NRX PHARMACEUTICALS, INC.

NOTES TO CONDENSED CONSOLIDATED FINANCIAL STATEMENTS

Use of Estimates

The preparation of financial statements requires management to make estimates and assumptions that affect the reported amounts of assets, liabilities and expenses and the disclosure of contingent assets and liabilities in its financial statements and the reported amounts of expenses during the reporting period. The most significant estimates in the Company’s financial statements relate to the valuation of common and preferred stock, stock options, warrants, contingent consideration and the valuation allowance of deferred tax assets resulting from net operating losses. These estimates and assumptions are based on current facts, historical experience and various other factors believed to be reasonable under the circumstances, the results of which form the basis for making judgments about the carrying values of assets and liabilities and the recording of expenses that are not readily apparent from other sources. Actual results may differ materially and adversely from these estimates. To the extent there are material differences between the estimates and actual results, the Company’s future results of operations will be affected.

Certain Risks and Uncertainties

The Company’s activities are subject to significant risks and uncertainties including the risk of failure to secure additional funding to properly execute the Company’s business plan. The Company is subject to risks that are common to companies in the pharmaceutical industry, including, but not limited to, development by the Company or its competitors of new technological innovations, dependence on key personnel, reliance on third party manufacturers, protection of proprietary technology, and compliance with regulatory requirements.

Fair Value of Financial Instruments

ASC 820, Fair Value Measurements, provides guidance on the development and disclosure of fair value measurements. Under this accounting guidance, fair value is defined as an exit price, representing the amount that would be received to sell an asset or paid to transfer a liability in an orderly transaction between market participants at the measurement date. As such, fair value is a market-based measurement that should be determined based on assumptions that market participants would use in pricing an asset or a liability.

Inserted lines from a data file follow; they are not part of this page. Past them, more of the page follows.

use crate::cli::{actions::Action, commands, dispatch, telemetry};
use anyhow::Result;

/// Map verbosity count to tracing level
const fn get_verbosity_level(verbosity: u8) -> Option<tracing::Level> {
    match verbosity {
        0 => None,
        1 => Some(tracing::Level::WARN),
        2 => Some(tracing::Level::INFO),
        3 => Some(tracing::Level::DEBUG),
        _ => Some(tracing::Level::TRACE),
    }
}

/// Main entry point for the CLI - builds and returns the Action
///
/// # Errors
///
/// Returns an error if argument parsing, telemetry initialization, or action dispatch fails
pub fn start() -> Result<Action> {
    let matches = commands::new().get_matches();

    let verbosity_level = get_verbosity_level(
        matches
            .get_one::<u8>(commands::logging::ARG_VERBOSITY)
            .copied()
            .unwrap_or(0),
    );

    telemetry::init(verbosity_level)?;

    let action = dispatch::handler(&matches)?;

    Ok(action)
}

#[cfg(test)]
mod tests {
    use super::get_verbosity_level;

    #[test]
    fn verbosity_levels_map_to_tracing() {
        assert_eq!(get_verbosity_level(0), None);
        assert_eq!(get_verbosity_level(1), Some(tracing::Level::WARN));
        assert_eq!(get_verbosity_level(2), Some(tracing::Level::INFO));
        assert_eq!(get_verbosity_level(3), Some(tracing::Level::DEBUG));
        assert_eq!(get_verbosity_level(4), Some(tracing::Level::TRACE));
        assert_eq!(get_verbosity_level(200), Some(tracing::Level::TRACE));
    }
}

The accounting guidance classifies fair value measurements in one of the following three categories for disclosure purposes:

Level 1: Quoted prices in active markets for identical assets or liabilities.

Level 2: Inputs other than Level 1 prices for similar assets or liabilities that are directly or indirectly observable in the marketplace.

Level 3: Unobservable inputs which are supported by little or no market activity and values determined using pricing models, discounted cash flow methodologies, or similar techniques, as well as instruments for which the determination of fair value requires significant judgment or estimation. (Refer to Note 12)

Accounts Receivable

Accounts receivable consist of balances due from collaborative partners. In determining collectability, historical trends are evaluated, and specific partner issues are reviewed on a periodic basis to arrive at appropriate allowances. As of June 30, 2021, the Company has recorded an allowance for doubtful accounts of $5,470,897 as the Company does not expect to collect on amounts due to the Company owed from Relief.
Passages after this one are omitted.